MATERIAL FOR THIS EXERCISE:
//! Animation command surface (ECS → engine, fire-and-forget)
//!
//! Симуляция не проигрывает анимации сама: состояния пишут
//! AnimationCrossFade события, engine-сторона исполняет их на своем
//! animation graph. Callback'ов нет.

use bevy::prelude::*;

/// Opaque handle состояния аниматора (FNV-1a от имени, аналог
/// Animator.StringToHash — стабилен между запусками)
#[derive(Debug, Clone, Copy, PartialEq, Eq, Hash, Reflect)]
pub struct AnimHandle(pub u32);

impl AnimHandle {
    pub const fn from_name(name: &str) -> Self {
        let bytes = name.as_bytes();
        let mut hash: u32 = 0x811c9dc5;
        let mut i = 0;
        while i < bytes.len() {
            hash ^= bytes[i] as u32;
            hash = hash.wrapping_mul(0x01000193);
            i += 1;
        }
        Self(hash)
    }
}

/// Event: cross-fade текущего animation state актора
#[derive(Event, Debug, Clone)]
pub struct AnimationCrossFade {
    pub actor: Entity,
    pub state: AnimHandle,
    /// Длительность блендинга (секунды)
    pub blend_time: f32,
}
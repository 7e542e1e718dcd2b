//! Actor state controller
//!
//! Владеет фиксированным набором состояний и текущим состоянием актора.
//! Протокол переходов:
//! - запрос перезаписывает предыдущий (без очереди, last write wins);
//! - запросы обслуживаются раз в logic tick, но не пока ждём
//!   exit-анимацию предыдущего перехода;
//! - запрос сделанный изнутри state_enter обслуживается на СЛЕДУЮЩЕМ
//!   tick'е — намеренно оставляем один tick чтобы input обновился,
//!   не "чинить" в немедленную рекурсию.

use std::any::Any;
use std::collections::HashMap;

use bevy::prelude::*;

use super::state::{ActorState, StateContext, StateId};

#[derive(Debug, Clone, Copy)]
struct ExitDelay {
    remaining: f32,
    from: StateId,
    into: StateId,
}

/// Сборка машины: reserve даёт StateId до конструирования состояний,
/// чтобы состояния могли ссылаться друг на друга без runtime-поиска.
#[derive(Default)]
pub struct StateMachineBuilder {
    slots: Vec<Option<Box<dyn ActorState>>>,
}

impl StateMachineBuilder {
    pub fn new() -> Self {
        Self::default()
    }

    pub fn reserve(&mut self) -> StateId {
        self.slots.push(None);
        StateId(self.slots.len() - 1)
    }

    pub fn insert(&mut self, id: StateId, state: impl ActorState) -> &mut Self {
        assert!(id.0 < self.slots.len(), "StateId {:?} was not reserved", id);
        assert!(self.slots[id.0].is_none(), "StateId {:?} inserted twice", id);
        self.slots[id.0] = Some(Box::new(state));
        self
    }

    /// Reserve + insert для состояний на которые никто не ссылается заранее
    pub fn add(&mut self, state: impl ActorState) -> StateId {
        let id = self.reserve();
        self.insert(id, state);
        id
    }

    pub fn build(self, initial: StateId) -> ActorStateMachine {
        let states: Vec<Box<dyn ActorState>> = self
            .slots
            .into_iter()
            .enumerate()
            .map(|(i, slot)| slot.unwrap_or_else(|| panic!("Reserved StateId({}) was never inserted", i)))
            .collect();
        assert!(initial.0 < states.len(), "Initial state {:?} out of range", initial);

        // Tag map в порядке регистрации: первый с тегом выигрывает lookup
        let mut tags: HashMap<&'static str, Vec<StateId>> = HashMap::new();
        for (i, state) in states.iter().enumerate() {
            for tag in &state.common().spec().tags {
                tags.entry(tag).or_default().push(StateId(i));
            }
        }

        ActorStateMachine {
            states,
            tags,
            initial,
            current: None,
            requested: None,
            exit_delay: None,
            started: false,
        }
    }
}

/// Машина состояний одного актора. Ровно ноль или одно состояние
/// является текущим в любой момент.
#[derive(Component)]
pub struct ActorStateMachine {
    states: Vec<Box<dyn ActorState>>,
    tags: HashMap<&'static str, Vec<StateId>>,
    initial: StateId,
    current: Option<StateId>,
    requested: Option<StateId>,
    exit_delay: Option<ExitDelay>,
    started: bool,
}

impl ActorStateMachine {
    pub fn builder() -> StateMachineBuilder {
        StateMachineBuilder::new()
    }

    pub fn current(&self) -> Option<StateId> {
        self.current
    }

    pub fn current_name(&self) -> Option<&'static str> {
        self.current.map(|id| self.states[id.0].name())
    }

    pub fn state_count(&self) -> usize {
        self.states.len()
    }

    /// Переход ждёт exit-анимацию предыдущего состояния
    pub fn in_exit_delay(&self) -> bool {
        self.exit_delay.is_some()
    }

    /// Запрос перехода; перезаписывает необслуженный запрос
    pub fn set_state(&mut self, state: StateId) {
        assert!(state.0 < self.states.len(), "StateId {:?} out of range", state);
        self.requested = Some(state);
    }

    /// Немедленное обслуживание (reset / загрузка save)
    pub fn set_state_immediate(&mut self, ctx: &mut StateContext, state: StateId) {
        self.set_state(state);
        self.change_state(ctx, state);
    }

    /// Первый по порядку регистрации state с тегом; отсутствие тега —
    /// ошибка конфигурации (fail fast)
    pub fn find_with_tag(&self, tag: &str) -> StateId {
        self.try_find_with_tag(tag)
            .unwrap_or_else(|| panic!("State with tag '{}' not found on actor", tag))
    }

    /// Вариант для runtime-коллабораторов (knockback, death): актор без
    /// такого состояния — не ошибка, вызывающий логирует и пропускает
    pub fn try_find_with_tag(&self, tag: &str) -> Option<StateId> {
        self.tags.get(tag).map(|ids| ids[0])
    }

    /// Downcast состояния для конфигурации извне (например impulse
    /// для knockback найденного по тегу)
    pub fn state_as_mut<T: ActorState>(&mut self, id: StateId) -> Option<&mut T> {
        let state: &mut dyn ActorState = self.states[id.0].as_mut();
        (state as &mut dyn Any).downcast_mut::<T>()
    }

    /// Logic tick. Порядок:
    /// 1. exit-delay активен → тикаем его, по истечении входим в
    ///    отложенное состояние; больше ничего в этом tick'е;
    /// 2. есть запрос → обслуживаем;
    /// 3. иначе state_update текущего.
    pub fn update(&mut self, ctx: &mut StateContext) {
        if !self.started {
            self.started = true;
            if self.requested.is_none() {
                self.requested = Some(self.initial);
            }
        }

        if let Some(mut delay) = self.exit_delay {
            delay.remaining -= ctx.delta;
            self.exit_delay = Some(delay);
            if delay.remaining <= 0.0 {
                self.enter_state(ctx, Some(delay.from), delay.into);
            }
            return;
        }

        if let Some(target) = self.requested {
            self.change_state(ctx, target);
        } else if let Some(current) = self.current {
            self.states[current.0].state_update(ctx);
            self.merge_request(ctx);
        }
    }

    /// Physics tick. Текущее состояние получает fixed_update и во время
    /// exit-delay (состояние уже получило state_exit, но остаётся текущим
    /// до активации следующего).
    pub fn fixed_update(&mut self, ctx: &mut StateContext) {
        if let Some(current) = self.current {
            self.states[current.0].state_fixed_update(ctx);
            self.merge_request(ctx);
        }
    }

    // ------------------------------------------------------------------

    fn merge_request(&mut self, ctx: &mut StateContext) {
        if let Some(request) = ctx.take_request() {
            self.set_state(request);
        }
    }

    fn change_state(&mut self, ctx: &mut StateContext, target: StateId) {
        let from = self.current;

        if let Some(current) = from {
            // Continuations принадлежащие уходящему состоянию отменяются
            // до хука, чтобы exit мог запланировать свои
            ctx.deferred.cancel_for_state(current);

            self.states[current.0].state_exit(ctx, target);
            self.merge_request(ctx);

            let skip = self.states[target.0].common().spec().skip_previous_exit_animation;
            let outgoing = self.states[current.0].common().spec();
            if !skip && outgoing.has_exit_animation() {
                let wait = outgoing.exit_wait();
                crate::log(&format!(
                    "Actor {:?}: {} exited, waiting {:.2}s before {}",
                    ctx.actor,
                    self.states[current.0].name(),
                    wait,
                    self.states[target.0].name(),
                ));
                self.exit_delay = Some(ExitDelay {
                    remaining: wait,
                    from: current,
                    into: target,
                });
                return;
            }
        }

        self.enter_state(ctx, from, target);
    }

    fn enter_state(&mut self, ctx: &mut StateContext, from: Option<StateId>, to: StateId) {
        self.exit_delay = None;
        self.current = Some(to);
        self.states[to.0].state_enter(ctx, from);
        self.merge_request(ctx);

        // Запрос мог смениться внутри state_enter; чистим только если
        // висит именно обслуженный (повторный запрос самого себя из
        // своего же enter тоже гасится — как в исходном протоколе)
        if self.requested == Some(to) {
            self.requested = None;
        }

        crate::log(&format!(
            "Actor {:?}: {} → {}",
            ctx.actor,
            from.map(|f| self.states[f.0].name()).unwrap_or("<none>"),
            self.states[to.0].name(),
        ));
    }
}
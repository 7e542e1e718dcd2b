//! Damageable — hittable поверхность актора
//!
//! Принадлежит ровно одному актору-владельцу (health holder) и одной
//! категории. Владелец задаётся явно при спавне, без parent-поиска.

use bevy::prelude::*;

/// Категория damageable-поверхности; определяет какой AttackImpact
/// применится (content-defined, открытый набор id)
#[derive(Debug, Clone, Copy, PartialEq, Eq, Hash, Reflect)]
pub struct DamageableKind(pub u16);

/// Битовая маска слоёв для spatial-фильтрации
#[derive(Debug, Clone, Copy, PartialEq, Eq, Reflect)]
pub struct CategoryMask(pub u32);

impl CategoryMask {
    pub const ALL: Self = Self(u32::MAX);

    pub fn matches(&self, layer_bits: u32) -> bool {
        self.0 & layer_bits != 0
    }
}

pub const DEFAULT_LAYER: u32 = 1;

/// Hittable поверхность: категория + актор-владелец (держатель Health)
#[derive(Component, Debug, Clone, Reflect)]
pub struct Damageable {
    pub kind: DamageableKind,
    /// Актор которому принадлежит поверхность (его Health страдает)
    pub owner: Entity,
    pub layer_bits: u32,
}

impl Damageable {
    pub fn new(kind: DamageableKind, owner: Entity) -> Self {
        Self {
            kind,
            owner,
            layer_bits: DEFAULT_LAYER,
        }
    }

    pub fn with_layer(mut self, layer_bits: u32) -> Self {
        self.layer_bits = layer_bits;
        self
    }
}

/// Сфера-коллайдер для headless spatial queries
#[derive(Component, Debug, Clone, Copy, Reflect)]
pub struct DamageableCollider {
    pub radius: f32,
}

impl Default for DamageableCollider {
    fn default() -> Self {
        Self { radius: 0.5 }
    }
}

/// Event: сейчас будет применён урон (до мутации Health)
#[derive(Event, Debug, Clone)]
pub struct PreDamage {
    pub damageable: Entity,
    pub victim: Entity,
    pub impact_point: Vec3,
    pub impact_dir: Vec3,
}

/// Event: урон применён (после мутации Health)
#[derive(Event, Debug, Clone)]
pub struct PostDamage {
    pub damageable: Entity,
    pub victim: Entity,
    pub amount: f32,
    pub impact_point: Vec3,
    pub impact_dir: Vec3,
}

/// Event: актор умер (death-флаг взведён этим уроном)
#[derive(Event, Debug, Clone)]
pub struct EntityDied {
    pub entity: Entity,
    pub killer: Option<Entity>,
}

/// Event: запрос отброса жертвы (KnockbackEffect → state machine)
#[derive(Event, Debug, Clone)]
pub struct KnockbackRequested {
    pub actor: Entity,
    pub direction: Vec3,
}
//! Attack impact table
//!
//! AttackType описывает что атака делает каждой категории damageable:
//! урон + упорядоченные filters/effects. Таблица строится один раз при
//! загрузке контента и после этого неизменна (Arc); hot reload — замена
//! Arc на стороне host'а.

use std::collections::HashMap;
use std::sync::Arc;

use super::attack::{AttackInfo, CombatQueue};
use super::damageable::{DamageableKind, KnockbackRequested};

/// Гейт попадания: все filters должны пропустить, первый отказавший
/// обрывает pipeline (silent, не ошибка)
pub trait AttackFilter: Send + Sync {
    fn passes(&self, info: &AttackInfo) -> bool;
}

/// Side-effect до/после урона; пишет в CombatQueue, не видит
/// обновлённый Health
pub trait AttackEffect: Send + Sync {
    fn apply(&self, info: &AttackInfo, queue: &mut CombatQueue);
}

/// Что атака делает одной группе категорий
pub struct AttackImpact {
    pub damage: f32,
    pub kinds: Vec<DamageableKind>,
    pub filters: Vec<Box<dyn AttackFilter>>,
    pub pre_damage_effects: Vec<Box<dyn AttackEffect>>,
    pub post_damage_effects: Vec<Box<dyn AttackEffect>>,
}

impl AttackImpact {
    pub fn new(damage: f32, kinds: Vec<DamageableKind>) -> Self {
        Self {
            damage,
            kinds,
            filters: Vec::new(),
            pre_damage_effects: Vec::new(),
            post_damage_effects: Vec::new(),
        }
    }

    pub fn with_filter(mut self, filter: impl AttackFilter + 'static) -> Self {
        self.filters.push(Box::new(filter));
        self
    }

    pub fn with_pre_effect(mut self, effect: impl AttackEffect + 'static) -> Self {
        self.pre_damage_effects.push(Box::new(effect));
        self
    }

    pub fn with_post_effect(mut self, effect: impl AttackEffect + 'static) -> Self {
        self.post_damage_effects.push(Box::new(effect));
        self
    }
}

/// Таблица category → impact. Дубликат категории — ошибка контента
/// (fail fast при сборке).
pub struct AttackType {
    name: String,
    impacts: Vec<AttackImpact>,
    by_kind: HashMap<DamageableKind, usize>,
}

impl AttackType {
    pub fn new(name: impl Into<String>, impacts: Vec<AttackImpact>) -> Arc<Self> {
        let name = name.into();
        let mut by_kind = HashMap::new();
        for (index, impact) in impacts.iter().enumerate() {
            for kind in &impact.kinds {
                let previous = by_kind.insert(*kind, index);
                assert!(
                    previous.is_none(),
                    "AttackType '{}' has a duplicated damageable entry for {:?}",
                    name,
                    kind
                );
            }
        }
        Arc::new(Self {
            name,
            impacts,
            by_kind,
        })
    }

    pub fn name(&self) -> &str {
        &self.name
    }

    /// Отсутствие записи — атака не действует на категорию (no-op)
    pub fn impact_for(&self, kind: DamageableKind) -> Option<&AttackImpact> {
        self.by_kind.get(&kind).map(|&index| &self.impacts[index])
    }
}

// ----------------------------------------------------------------------
// Stock filters / effects

/// Пропускает только конкретную жертву (например захваченного актора —
/// grab-атака не должна задевать остальных в hitbox'е)
pub struct VictimFilter {
    pub victim: bevy::prelude::Entity,
}

impl AttackFilter for VictimFilter {
    fn passes(&self, info: &AttackInfo) -> bool {
        info.victim == self.victim
    }
}

/// Отсекает попадания дальше заданной дистанции (например нож с
/// общим impact table, но коротким реальным охватом)
pub struct MaxDistanceFilter {
    pub max_distance: f32,
}

impl AttackFilter for MaxDistanceFilter {
    fn passes(&self, info: &AttackInfo) -> bool {
        info.distance <= self.max_distance
    }
}

/// Отбрасывает жертву по направлению удара
pub struct KnockbackEffect;

impl AttackEffect for KnockbackEffect {
    fn apply(&self, info: &AttackInfo, queue: &mut CombatQueue) {
        queue.knockbacks.push(KnockbackRequested {
            actor: info.victim,
            direction: info.impact_dir,
        });
    }
}

/// Диагностический effect (контентные хуки вроде звука/декали живут
/// на стороне engine, здесь только лог)
pub struct LogEffect {
    pub message: &'static str,
}

impl AttackEffect for LogEffect {
    fn apply(&self, info: &AttackInfo, _queue: &mut CombatQueue) {
        crate::log(&format!("{} (victim {:?})", self.message, info.victim));
    }
}
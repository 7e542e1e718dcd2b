//! Per-tick input snapshot
//!
//! Host engine опрашивает устройства и заполняет snapshot не чаще
//! одного раза за logic tick. Состояния читают только snapshot —
//! прямого доступа к устройствам у симуляции нет.

use bevy::prelude::*;

pub const ACTION_COUNT: usize = 5;

/// Дискретные действия (buttons)
#[derive(Debug, Clone, Copy, PartialEq, Eq, Hash)]
pub enum InputAction {
    Attack = 0,
    Aim = 1,
    Reload = 2,
    Run = 3,
    Interact = 4,
}

/// Аналоговые оси
#[derive(Debug, Clone, Copy, PartialEq, Eq, Hash)]
pub enum InputAxis {
    Move,
    Look,
}

/// Сырое состояние кнопок за один tick (заполняется host'ом)
#[derive(Debug, Clone, Copy, Default)]
pub struct InputFrame {
    pub pressed: [bool; ACTION_COUNT],
    pub move_axis: Vec2,
    pub look_axis: Vec2,
}

/// Снимок ввода: down/up edges вычисляются против предыдущего tick'а.
///
/// flush() гасит edges (например после unpause, чтобы кнопка которой
/// закрывали меню не провоцировала атаку).
#[derive(Resource, Debug, Clone, Default)]
pub struct InputSnapshot {
    held: [bool; ACTION_COUNT],
    down: [bool; ACTION_COUNT],
    up: [bool; ACTION_COUNT],
    move_axis: Vec2,
    look_axis: Vec2,
}

impl InputSnapshot {
    /// Принимает сырой frame от host'а; вызывается ровно один раз за tick
    pub fn begin_tick(&mut self, frame: &InputFrame) {
        for i in 0..ACTION_COUNT {
            let was = self.held[i];
            let now = frame.pressed[i];
            self.down[i] = now && !was;
            self.up[i] = !now && was;
            self.held[i] = now;
        }
        self.move_axis = frame.move_axis;
        self.look_axis = frame.look_axis;
    }

    /// Нажата на этом tick'е (edge)
    pub fn is_down(&self, action: InputAction) -> bool {
        self.down[action as usize]
    }

    /// Отпущена на этом tick'е (edge)
    pub fn is_up(&self, action: InputAction) -> bool {
        self.up[action as usize]
    }

    /// Удерживается
    pub fn is_held(&self, action: InputAction) -> bool {
        self.held[action as usize]
    }

    pub fn axis(&self, axis: InputAxis) -> Vec2 {
        match axis {
            InputAxis::Move => self.move_axis,
            InputAxis::Look => self.look_axis,
        }
    }

    /// Гасит down/up edges; held и оси не трогаем
    pub fn flush(&mut self) {
        self.down = [false; ACTION_COUNT];
        self.up = [false; ACTION_COUNT];
    }
}

/// Система: после снятия паузы гасим edges — кнопка которой закрывали
/// меню не должна провоцировать атаку
pub fn flush_input_on_unpause(
    mut unpaused: EventReader<crate::time::GameUnpaused>,
    mut input: ResMut<InputSnapshot>,
) {
    if unpaused.read().next().is_some() {
        input.flush();
    }
}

THE TASK:
Search the records for the word "inserted", then list every line that has it.

RESULT FOR THIS TASK:
        assert!(self.slots[id.0].is_none(), "StateId {:?} inserted twice", id);
            .map(|(i, slot)| slot.unwrap_or_else(|| panic!("Reserved StateId({}) was never inserted", i)))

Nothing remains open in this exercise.